Mahkota Desa

343 13 0
                                    

Matahari tepat berada di atas kepala Mbah Putih, Kirana Maheswari, dan Istungkara saat gapura desa Danta Bhumi menyambut mereka. Suasana desa Danta Bhumi sangat kontras dengan kota Garuda Bumi yang ramai dan penuh hiruk-pikuk dengan segala aktifitas masyarakatnya. Di sini tak tampak seorang pun yang keluar rumah. Sejauh mata mereka memandang. Hanya ada deretan rumah yang suwung. 

Terdengar suara seperti lengkingan gajah. Ketiganya mencari sumber suara di sekitarnya, namun tak ditemukan. Mereka terus mencari sumber suara, searah dengan jalur menuju bunga Puspa Rasa. Sepanjang deretan rumah yang dilewati tak nampak seorang pun.

"Kenapa rumah-rumah di sini pintunya tertutup? Padahal siang hari," tanya Kirana Maheswari setengah bergumam.

"Meski begitu, tampaknya orang-orang berada di dalam rumah. Aku merasa mereka memperhatikan kita, mengintip dari celah dinding bambu," ucap Mbah Putih.

"Aku juga merasa demikian," sahut Istungkara.

"Tetap berhati-hati dan waspada. Barangkali ada serangan dadakan," pesan Mbah Putih

Mereka berjalan hingga tiba di sebuah tebing. Dari kejauhan, tampak segerombolan orang sedang berkumpul di tepi danau Gajah Mungkur.

"Apa yang sedang mereka lakukan?" tanya Kirana Maheswari kepada Mbah Putih.

"Tampaknya kita harus mendekat secara sembunyi-sembunyi untuk mengetahui apa yang mereka lakukan," ujar Mbah Putih.

Ketiganya menuruni tebing dengan hati-hati. Perlahan mereka mendekat langkah demi langkah. Hingga tampak oleh mereka, segerombolan orang itu sedang mengadakan semacam ritual. Di tengah-tengah gerombolan itu ada sepotong kepala gajah lengkap dengan belalai dan gading. Darah segar masih mengalir dari potongan kepala gajah. Di sebelahnya tampak gadis muda, tangan dan tubuhnya diikat dengan tali.

Mata Kirana Maheswari teralih oleh sebuah daratan kecil di tengah danau.

"Bunga Puspa Rasa, berada di daratan itu," ucap Kirana Maheswari sambil menunjuk daratan di tengah danau dengan telunjuknya.

Tiga orang dari rombongan orang di tepi danau itu, naik ke perahu. Mereka membawa serta sepotong gajah yang berlumuran darah, seorang gadis terikat, buah-buahan dan sejumlah bunga.
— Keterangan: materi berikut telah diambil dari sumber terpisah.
//! Decoded scenario structures consumed by the world.

use std::collections::BTreeSet;

use serde::{Deserialize, Serialize};
use thiserror::Error;

use crate::{CellCoord, Direction, DoorKey, PoiKind, WallMask};

/// Point of interest placed by a scenario.
#[derive(Clone, Copy, Debug, PartialEq, Eq, Serialize, Deserialize)]
pub struct PoiPlacement {
    /// Cell holding the marker.
    pub cell: CellCoord,
    /// What the marker hides.
    pub kind: PoiKind,
}

/// Fully decoded board description.
///
/// `walls` is stored in row-major order and covers the whole grid, including
/// the outer ring of cells.
#[derive(Clone, Debug, PartialEq, Eq, Serialize, Deserialize)]
pub struct Layout {
    /// Number of grid columns.
    pub width: u32,
    /// Number of grid rows.
    pub height: u32,
    /// Wall mask of every cell in row-major order.
    pub walls: Vec<WallMask>,
    /// Points of interest on the board at the start.
    pub pois: Vec<PoiPlacement>,
    /// Cells burning at the start.
    pub fires: Vec<CellCoord>,
    /// Doors, all closed at the start.
    pub doors: Vec<DoorKey>,
    /// Cells where agents enter and victims leave.
    pub entry_points: Vec<CellCoord>,
}

impl Layout {
    /// Index of the provided cell inside `walls`.
    #[must_use]
    pub fn index(&self, cell: CellCoord) -> Option<usize> {
        if cell.column() >= self.width || cell.row() >= self.height {
            return None;
        }
        let width = usize::try_from(self.width).ok()?;
        let row = usize::try_from(cell.row()).ok()?;
        let column = usize::try_from(cell.column()).ok()?;
        row.checked_mul(width)?.checked_add(column)
    }

    /// Checks that every placement fits the grid and that doors join neighbors.
    pub fn validate(&self) -> Result<(), LayoutError> {
        if self.width < 3 || self.height < 3 {
            return Err(LayoutError::TooSmall {
                width: self.width,
                height: self.height,
            });
        }

        let expected = u64::from(self.width) * u64::from(self.height);
        if self.walls.len() as u64 != expected {
            return Err(LayoutError::WallCount {
                expected,
                found: self.walls.len(),
            });
        }

        let in_bounds = |cell: CellCoord| self.index(cell).is_some();

        for placement in &self.pois {
            if !in_bounds(placement.cell) {
                return Err(LayoutError::OutOfBounds(placement.cell));
            }
        }

        let mut poi_cells = BTreeSet::new();
        for placement in &self.pois {
            if !poi_cells.insert(placement.cell) {
                return Err(LayoutError::DuplicatePoi(placement.cell));
            }
        }

        for &cell in self.fires.iter().chain(self.entry_points.iter()) {
            if !in_bounds(cell) {
                return Err(LayoutError::OutOfBounds(cell));
            }
        }
        if let Some(&cell) = self.fires.iter().find(|cell| poi_cells.contains(*cell)) {
            return Err(LayoutError::FireOnPoi(cell));
        }

        for door in &self.doors {
            for cell in [door.first(), door.second()] {
                if !in_bounds(cell) {
                    return Err(LayoutError::OutOfBounds(cell));
                }
            }
            if Direction::between(door.first(), door.second()).is_none() {
                return Err(LayoutError::DoorNotAdjacent(*door));
            }
        }

        if self.entry_points.is_empty() {
            return Err(LayoutError::NoEntryPoints);
        }

        Ok(())
    }
}

/// Reasons a decoded layout cannot seed a world.
#[derive(Clone, Debug, PartialEq, Eq, Error)]
pub enum LayoutError {
    /// The grid cannot hold an interior and its outer ring.
    #[error("grid of {width}x{height} is too small")]
    TooSmall {
        /// Grid width.
        width: u32,
        /// Grid height.
        height: u32,
    },
    /// The wall list does not cover the grid exactly.
    #[error("expected {expected} wall masks but found {found}")]
    WallCount {
        /// Cells in the grid.
        expected: u64,
        /// Masks supplied.
        found: usize,
    },
    /// A placement lies outside the grid.
    #[error("cell {0} lies outside the grid")]
    OutOfBounds(CellCoord),
    /// Two points of interest share a cell.
    #[error("cell {0} holds more than one point of interest")]
    DuplicatePoi(CellCoord),
    /// An initial fire would start on a point of interest.
    #[error("cell {0} starts burning while holding a point of interest")]
    FireOnPoi(CellCoord),
    /// A door joins cells that are not orthogonal neighbors.
    #[error("door between {} and {} joins non-adjacent cells", .0.first(), .0.second())]
    DoorNotAdjacent(DoorKey),
    /// Agents would have nowhere to enter.
    #[error("layout declares no entry points")]
    NoEntryPoints,
}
"Jangan-jangan...." gumam Kirana Maheswari.

Sesampainya perahu itu di tengah danau, salah satu dari orang di atas perahu melemparkan kepala gajah ke danau. Disusul kemudian buah-buahan lalu bunga. Terakhir, gadis terikat itu pun dibuang ke dalam danau oleh dua orang lain. 

Kirana langsung berlari menuju tepian danau sisi yang lain.

"Jangan..." cegah Mbah Putih yang terlambat.

Kirana Maheswari langsung mencebur diri ke danau begitu tiba di tepian. Ternyata ia pandai berenang. Cara berenangnya seperti ular air. Ia berenang menuju dasar danau dengan cepat. Mencari gadis terikat yang dibuang.

Akhirnya, Kirana Maheswari melihat gadis terikat itu yang tenggelam menuju dasar danau. Gadis terikat itu mencoba menggerak-gerakkan kaki dan tubuhnya. Ia semakin cepat berenang ketika melihat gadis terikat itu berhenti bergerak. Ketika sudah dekat, tiba-tiba bayangan hitam besar dan panjang melintas di atas Kirana Maheswari. Begitu melihat ke atas ke arah permukaan, ia terkejut melihat tubuh ular raksasa. Tak tampak olehnya, kepala ular raksasa itu. Kirana Maheswari langsung menyambar tubuh gadis terikat.

Tiba-tiba arus air berubah menjadi cepat seperti tersedot oleh sesuatu. Kirana Maheswari coba melawan aliran air yang mencoba menariknya. Ketika ia menoleh ke arah tujuan arus air, ternyata mulut ular raksasa yang menganga adalah sumbernya. Kirana Maheswari mencoba berenang lebih cepat melawan arus air. Ia mencoba menjauh dari kepala ular itu, secepat mungkin. Tanpa disangka, ular raksasa itu mengibaskan ekor ke arah Kirana Maheswari. Sehingga ia terhempas terkena kibasan ekor ular raksasa.